Work instruction: As the lines appear below, please set them down exactly, starting at the first and finishing with the one containing "at most once".

Material shown:
//! Node index
//!
//! A point-in-time lookup structure over the current node set, rebuilt
//! from scratch every run. [`NodeIndexer::build`] constructs a complete
//! [`NodeIndex`] in isolation; [`IndexHandle::publish`] then swaps it in
//! with a single atomic pointer store, so a reader holding the previous
//! `Arc<NodeIndex>` keeps a consistent view until it loads again.
//!
//! Fingerprints under one key are kept in node-processing order, so the
//! same input always produces the same index.

use arc_swap::ArcSwap;
use std::collections::{BTreeSet, HashMap};
use std::sync::Arc;

use crate::correlator::CurrentSet;
use crate::time::NO_TIME_AVAILABLE;
use crate::types::{Fingerprint, NodeKind};

/// Minimal per-node record kept for search results
#[derive(Debug, Clone, PartialEq)]
pub struct IndexEntry {
    pub fingerprint: Fingerprint,
    pub nickname: String,
    pub kind: NodeKind,
    pub running: bool,
}

type KeyMap = HashMap<String, Vec<Fingerprint>>;

/// Callers register each (key, node) pair at most once
fn register(map: &mut KeyMap, key: String, fingerprint: &Fingerprint) {
    map.entry(key).or_default().push(fingerprint.clone());
}

fn lookup<'a>(map: &'a KeyMap, key: &str) -> &'a [Fingerprint] {
    map.get(key).map(Vec::as_slice).unwrap_or(&[])
}

/// Immutable key → fingerprints mapping
#[derive(Debug, Clone, PartialEq)]
pub struct NodeIndex {
    pub built_millis: i64,
    pub relays_published_millis: i64,
    pub bridges_published_millis: i64,
    entries: Vec<IndexEntry>,
    by_fingerprint: KeyMap,
    by_nickname: KeyMap,
    by_address: KeyMap,
    by_flag: KeyMap,
}

impl Default for NodeIndex {
    fn default() -> Self {
        Self {
            built_millis: NO_TIME_AVAILABLE,
            relays_published_millis: NO_TIME_AVAILABLE,
            bridges_published_millis: NO_TIME_AVAILABLE,
            entries: Vec::new(),
            by_fingerprint: KeyMap::new(),
            by_nickname: KeyMap::new(),
            by_address: KeyMap::new(),
            by_flag: KeyMap::new(),
        }
    }
}

impl NodeIndex {
    pub fn len(&self) -> usize {
        self.entries.len()
    }

    pub fn is_empty(&self) -> bool {
        self.entries.is_empty()
    }

    /// Indexed nodes in processing order
    pub fn entries(&self) -> &[IndexEntry] {
        &self.entries
    }

    pub fn lookup_fingerprint(&self, fingerprint: &str) -> &[Fingerprint] {
        lookup(&self.by_fingerprint, &fingerprint.to_ascii_uppercase())
    }

    pub fn lookup_nickname(&self, nickname: &str) -> &[Fingerprint] {
        lookup(&self.by_nickname, &nickname.to_lowercase())
    }

    pub fn lookup_address(&self, address: &str) -> &[Fingerprint] {
        lookup(&self.by_address, address)
    }

    pub fn lookup_flag(&self, flag: &str) -> &[Fingerprint] {
        lookup(&self.by_flag, &flag.to_lowercase())
    }

    /// Free-text search: fingerprint prefix, nickname substring or exact address.
    ///
    /// Results keep index order and contain each node once.
    pub fn search(&self, term: &str) -> Vec<Fingerprint> {
        let term = term.trim();
        if term.is_empty() {
            return Vec::new();
        }
        let upper = term.to_ascii_uppercase();
        let lower = term.to_lowercase();
        let addressed = self.lookup_address(term);
        self.entries
            .iter()
            .filter(|e| {
                e.fingerprint.as_str().starts_with(&upper)
                    || e.nickname.to_lowercase().contains(&lower)
                    || addressed.contains(&e.fingerprint)
            })
            .map(|e| e.fingerprint.clone())
            .collect()
    }
}

/// Builds a fresh [`NodeIndex`] from the current node set
pub struct NodeIndexer;

impl NodeIndexer {
    pub fn build(current: &CurrentSet, built_millis: i64) -> NodeIndex {
        let mut index = NodeIndex {
            built_millis,
            relays_published_millis: current.relays_published_millis,
            bridges_published_millis: current.bridges_published_millis,
            ..NodeIndex::default()
        };

        for node in &current.nodes {
            let fp = &node.fingerprint;
            register(&mut index.by_fingerprint, fp.as_str().to_string(), fp);
            if !node.nickname.is_empty() {
                register(&mut index.by_nickname, node.nickname.to_lowercase(), fp);
            }
            let addresses: BTreeSet<&String> = node.current_addresses.iter().collect();
            for address in addresses {
                register(&mut index.by_address, address.clone(), fp);
            }
            for flag in &node.flags {
                register(&mut index.by_flag, flag.to_lowercase(), fp);
            }
            index.entries.push(IndexEntry {
                fingerprint: fp.clone(),
                nickname: node.nickname.clone(),
                kind: node.kind,
                running: current.is_running(node),
            });
        }

        tracing::debug!(
            nodes = index.entries.len(),
            nicknames = index.by_nickname.len(),
            addresses = index.by_address.len(),
            "Built node index"
        );
        index
    }
}

/// Shared, atomically replaceable index
#[derive(Debug)]
pub struct IndexHandle {
    inner: ArcSwap<NodeIndex>,
}

impl Default for IndexHandle {
    fn default() -> Self {
        Self::new()
    }
}

impl IndexHandle {
    pub fn new() -> Self {
        Self {
            inner: ArcSwap::from_pointee(NodeIndex::default()),
        }
    }

    /// Current snapshot; stays valid even after a later publish
    pub fn load(&self) -> Arc<NodeIndex> {
        self.inner.load_full()
    }

    /// Replace the published index, returning the previous one
    pub fn publish(&self, index: NodeIndex) -> Arc<NodeIndex> {
        self.inner.swap(Arc::new(index))
    }
}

Response below:
//! Node index
//!
//! A point-in-time lookup structure over the current node set, rebuilt
//! from scratch every run. [`NodeIndexer::build`] constructs a complete
//! [`NodeIndex`] in isolation; [`IndexHandle::publish`] then swaps it in
//! with a single atomic pointer store, so a reader holding the previous
//! `Arc<NodeIndex>` keeps a consistent view until it loads again.
//!
//! Fingerprints under one key are kept in node-processing order, so the
//! same input always produces the same index.

use arc_swap::ArcSwap;
use std::collections::{BTreeSet, HashMap};
use std::sync::Arc;

use crate::correlator::CurrentSet;
use crate::time::NO_TIME_AVAILABLE;
use crate::types::{Fingerprint, NodeKind};

/// Minimal per-node record kept for search results
#[derive(Debug, Clone, PartialEq)]
pub struct IndexEntry {
    pub fingerprint: Fingerprint,
    pub nickname: String,
    pub kind: NodeKind,
    pub running: bool,
}

type KeyMap = HashMap<String, Vec<Fingerprint>>;

/// Callers register each (key, node) pair at most once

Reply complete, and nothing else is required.